**Your goal:** Set down all of the data exactly as it appears.

**Extracted material:**
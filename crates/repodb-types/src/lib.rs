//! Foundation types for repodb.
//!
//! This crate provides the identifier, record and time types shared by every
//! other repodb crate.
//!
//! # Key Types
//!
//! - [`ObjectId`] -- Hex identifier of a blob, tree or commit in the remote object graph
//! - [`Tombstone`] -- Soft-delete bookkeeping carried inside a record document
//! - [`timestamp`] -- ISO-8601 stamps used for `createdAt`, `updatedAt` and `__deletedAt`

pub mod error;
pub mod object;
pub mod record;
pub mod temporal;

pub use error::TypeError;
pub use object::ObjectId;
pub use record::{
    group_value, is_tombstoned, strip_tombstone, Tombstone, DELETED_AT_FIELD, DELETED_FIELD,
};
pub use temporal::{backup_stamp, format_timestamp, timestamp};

**Output below:**
filename crates/repodb-types/src/lib.rs
//! Foundation types for repodb.
//!
//! This crate provides the identifier, record and time types shared by every
//! other repodb crate.
//!
//! # Key Types
//!
//! - [`ObjectId`] -- Hex identifier of a blob, tree or commit in the remote object graph
//! - [`Tombstone`] -- Soft-delete bookkeeping carried inside a record document
//! - [`timestamp`] -- ISO-8601 stamps used for `createdAt`, `updatedAt` and `__deletedAt`

pub mod error;
pub mod object;
pub mod record;
pub mod temporal;

pub use error::TypeError;
pub use object::ObjectId;
pub use record::{
    group_value, is_tombstoned, strip_tombstone, Tombstone, DELETED_AT_FIELD, DELETED_FIELD,
};
pub use temporal::{backup_stamp, format_timestamp, timestamp};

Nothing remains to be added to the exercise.